### GOAL OF THE EXERCISE
Retype the material exactly, ending with the line containing "3. stores the".

### SUPPLIED RECORDS

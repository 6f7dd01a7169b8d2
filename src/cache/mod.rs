//! Response caching middleware.
//!
//! [`ResponseCache`] sits in a [`Pipeline`](crate::middleware::Pipeline) and,
//! for each eligible request:
//!
//! 1. looks the request target up in the store and answers directly on a hit;
//! 2. otherwise runs the rest of the pipeline;
//! 3. stores the downstream response if it is a `200` answer to a `GET` with
//!    a body no larger than the configured limit.
//!
//! With the backup tier enabled every stored response is written twice: to
//! the primary keys with the normal TTL and to a separate `_dump_` namespace
//! with a longer one. Requests picked by `check_dump` read from the backup
//! tier, which lets an application keep serving stale pages while its
//! upstream is down.
//!
//! The cache never changes what the client would have received otherwise.
//! Store failures turn into misses and skipped writes; they are logged and
//! handed to the configured error hook.

mod availability;
mod config;
mod eligibility;
mod error;
mod keys;
mod pattern;
mod reader;
mod settings;
mod writer;

use std::sync::Arc;
use std::time::Duration;

use tokio::task::JoinHandle;
use tracing::debug;

use crate::context::Context;
use crate::http::Response;
use crate::middleware::{Middleware, Next, ResponseFuture};
use crate::store::{CacheStore, EventReceiver};

pub use availability::Availability;
pub use config::{
    CacheConfig, CacheConfigBuilder, DEFAULT_EXPIRE, DEFAULT_EXPIRE_DUMP, DEFAULT_PREFIX, DEFAULT_ROUTE,
    ErrorHook, KeyPrefix, PrefixFn, RequestPredicate, RouteRule,
};
pub use eligibility::{Eligibility, evaluate};
pub use error::{CacheError, ConfigError};
pub use keys::{CacheKeys, TierKeys};
pub use pattern::{PatternError, RoutePattern};
pub use reader::{CACHE_HIT_HEADER, DEFAULT_CONTENT_TYPE};
pub use settings::{CacheSettings, RouteSetting};
pub use writer::Capture;

/// The response caching middleware.
///
/// Cheap to clone; clones share the store, the policy and the availability flag.
///
/// # Examples
///
/// ```rust,no_run
/// use std::sync::Arc;
/// use rttp_cache::cache::{Availability, CacheConfig, ResponseCache};
/// use rttp_cache::middleware::Pipeline;
/// use rttp_cache::store::{MemoryStore, StoreEvent};
/// use rttp_cache::{Response, StatusCode, context::Context};
///
/// # fn demo() -> Result<(), rttp_cache::cache::ConfigError> {
/// let availability = Availability::new();
/// availability.apply(StoreEvent::Connected, None);
///
/// let config = CacheConfig::builder().prefix("rc:").route("/articles/:slug").build()?;
/// let cache = ResponseCache::new(config, Arc::new(MemoryStore::new()), availability);
///
/// let pipeline = Pipeline::new(|_ctx: Context| async { Response::new(StatusCode::Ok).body("article") })
///     .layer(cache);
/// # Ok(())
/// # }
/// ```
#[derive(Clone)]
pub struct ResponseCache {
    inner: Arc<Inner>,
}

struct Inner {
    config: CacheConfig,
    store: Arc<dyn CacheStore>,
    availability: Availability,
}

impl ResponseCache {
    /// Creates the middleware over `store`, gated by `availability`.
    pub fn new(config: CacheConfig, store: Arc<dyn CacheStore>, availability: Availability) -> Self {
        Self {
            inner: Arc::new(Inner {
                config,
                store,
                availability,
            }),
        }
    }

    /// Creates the middleware and spawns a listener that drives its
    /// availability from `events`.
    ///
    /// Connection errors arriving on `events` reach the configured error hook.
    /// Must be called from within a Tokio runtime.
    pub fn with_events(
        config: CacheConfig,
        store: Arc<dyn CacheStore>,
        events: EventReceiver,
    ) -> (Self, JoinHandle<()>) {
        let availability = Availability::new();
        let listener = availability.listen(events, config.error_hook());
        (Self::new(config, store, availability), listener)
    }

    pub fn config(&self) -> &CacheConfig {
        &self.inner.config
    }

    pub fn availability(&self) -> &Availability {
        &self.inner.availability
    }

    async fn process(&self, ctx: Context, next: Next) -> Response {
        let Inner {
            config,
            store,
            availability,
        } = &*self.inner;

        let eligibility = evaluate(config, availability, &ctx);
        if !eligibility.apply {
            return next.run(ctx).await;
        }

        let prefix = config.prefix.resolve(&ctx);
        let keys = CacheKeys::derive(&prefix, ctx.request().uri(), config.is_backup());
        let tier = keys.read_tier(config.is_dump_read(&ctx));

        match reader::read(store.as_ref(), tier).await {
            Ok(Some(hit)) => {
                debug!(key = %tier.value, "cache hit");
                return hit;
            }
            Ok(None) => debug!(key = %tier.value, "cache miss"),
            Err(e) => config.report(&CacheError::Read(e)),
        }

        let method = ctx.request().method().clone();
        let mut response = next.run(ctx).await;

        let ttl = eligibility.ttl_override.unwrap_or(config.expire);
        match writer::capture(&method, &mut response, config.max_length).await {
            Ok(Some(capture)) => self.store_response(&keys, &capture, ttl).await,
            Ok(None) => {}
            Err(e) => config.report(&e),
        }

        response
    }

    /// Writes `capture` to every enabled tier, concurrently when there are two.
    async fn store_response(&self, keys: &CacheKeys, capture: &Capture, ttl: Duration) {
        let Inner { config, store, .. } = &*self.inner;
        let store = store.as_ref();

        let results = match (&keys.dump, &config.backup) {
            (Some(dump), Some(backup)) => {
                let (primary, dump) = tokio::join!(
                    writer::write(store, &keys.primary, capture, ttl),
                    writer::write(store, dump, capture, backup.expire),
                );
                vec![primary, dump]
            }
            _ => vec![writer::write(store, &keys.primary, capture, ttl).await],
        };

        for error in results.into_iter().filter_map(Result::err) {
            config.report(&error);
        }
    }
}

impl Middleware for ResponseCache {
    fn handle(&self, ctx: Context, next: Next) -> ResponseFuture {
        let cache = self.clone();
        Box::pin(async move { cache.process(ctx, next).await })
    }
}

### TASK RESULT
repository 6f7dd01a7169b8d2
filename src/cache/mod.rs
//! Response caching middleware.
//!
//! [`ResponseCache`] sits in a [`Pipeline`](crate::middleware::Pipeline) and,
//! for each eligible request:
//!
//! 1. looks the request target up in the store and answers directly on a hit;
//! 2. otherwise runs the rest of the pipeline;
//! 3. stores the downstream response if it is a `200` answer to a `GET` with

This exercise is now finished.